Assignment 4: Doubly Linked List (Templates)

Task: Implement insertion, deletion, search, and reverse.

Logic

Key: Every operation must correctly update both next and prev pointers.

  • Insertion (e.g., after a node p):
    1. newNode->next = p->next
    2. newNode->prev = p
    3. If p->next != NULL, then p->next->prev = newNode
    4. p->next = newNode
  • Deletion (of node p):
    1. p->prev->next = p->next
    2. If p->next != NULL, then p->next->prev = p->prev
    3. delete p
  • Reverse:
    • Traverse the list. For each node, swap its prev and next pointers.
    • Finally, swap the head and tail pointers of the list.

Assignment 5: Circular Linked List (Templates)

Task: Implement insertion, deletion, search, and reverse.

Logic

Key: The list never has a NULL end. The head's "previous" is the tail, and the tail's next is the head. A tail pointer is often maintained instead of a head, as tail->next gives you the head.
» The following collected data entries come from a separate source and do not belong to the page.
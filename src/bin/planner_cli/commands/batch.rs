// SPDX-License-Identifier: MIT OR Apache-2.0
// Copyright (c) 2025 Pierre Fitness Intelligence
// ABOUTME: Batch command for planner-cli
// ABOUTME: Reads a JSON array of plan inputs and evaluates them in parallel

use crate::helpers::display::{display_batch, print_json, OutputFormat};
use calorie_planner::config::PlannerConfig;
use calorie_planner::errors::{AppError, AppResult, ErrorCode};
use calorie_planner::intelligence::compute_batch_with_config;
use calorie_planner::models::PlanInput;
use calorie_planner::protocols::{plan_outcome_response, HandlerResponse};
use std::fs;
use std::path::Path;
use tracing::info;

fn read_inputs(path: &Path) -> AppResult<Vec<PlanInput>> {
    let contents = fs::read_to_string(path).map_err(|e| {
        AppError::invalid_input(format!("Cannot read {}", path.display())).with_source(e)
    })?;

    serde_json::from_str(&contents).map_err(|e| {
        AppError::new(
            ErrorCode::InvalidFormat,
            format!("{} is not a JSON array of plan inputs: {e}", path.display()),
        )
        .with_source(e)
    })
}

/// Evaluate every input in `path` and print the results in input order
///
/// Rejected requests are reported inline; only an unreadable or malformed
/// file fails the command.
pub fn run(path: &Path, format: OutputFormat) -> AppResult<()> {
    let inputs = read_inputs(path)?;
    let config = PlannerConfig::global();
    let outcomes = compute_batch_with_config(&inputs, config);
    let rejected = outcomes.iter().filter(|outcome| outcome.is_err()).count();
    info!(total = outcomes.len(), rejected, "batch evaluated");

    match format {
        OutputFormat::Text => display_batch(&outcomes, config),
        OutputFormat::Json => {
            let responses: Vec<HandlerResponse> =
                outcomes.into_iter().map(plan_outcome_response).collect();
            print_json(&responses)?;
        }
    }

    Ok(())
}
  • Traversal: Use a do-while loop to ensure the head is processed.
    temp = head; do { ...; temp = temp->next; } while (temp != head);
  • Insertion/Deletion: Similar to singly linked list, but with extra care when modifying the head or tail, as you must update the tail->next pointer.

Assignment 10: Polynomial Addition

Task: WAP to scan a polynomial using a linked list and add two polynomials.

Logic

  • Node Structure: Each node represents one term.
     struct Term { int coeff; // Coefficient int exp; // Exponent Term* next; }; 
  • Storage: Store the polynomial as a linked list, sorted in descending order of exponent.
  • Addition (poly1, poly2):
    1. Create a new result list.
    2. Use two pointers, p1 (for poly1) and p2 (for poly2).
    3. While p1 != NULL and p2 != NULL:
      • If p1->exp > p2->exp: Add p1's term to result, advance p1.
      • If p1->exp < p2->exp: Add p2's term to result, advance p2.
      • If p1->exp == p2->exp: Add the coefficients (p1->coeff + p2->coeff). If the sum is not zero, add the new term to result. Advance both p1 and p2.
    4. When one list finishes, append the entire remainder of the other list to result.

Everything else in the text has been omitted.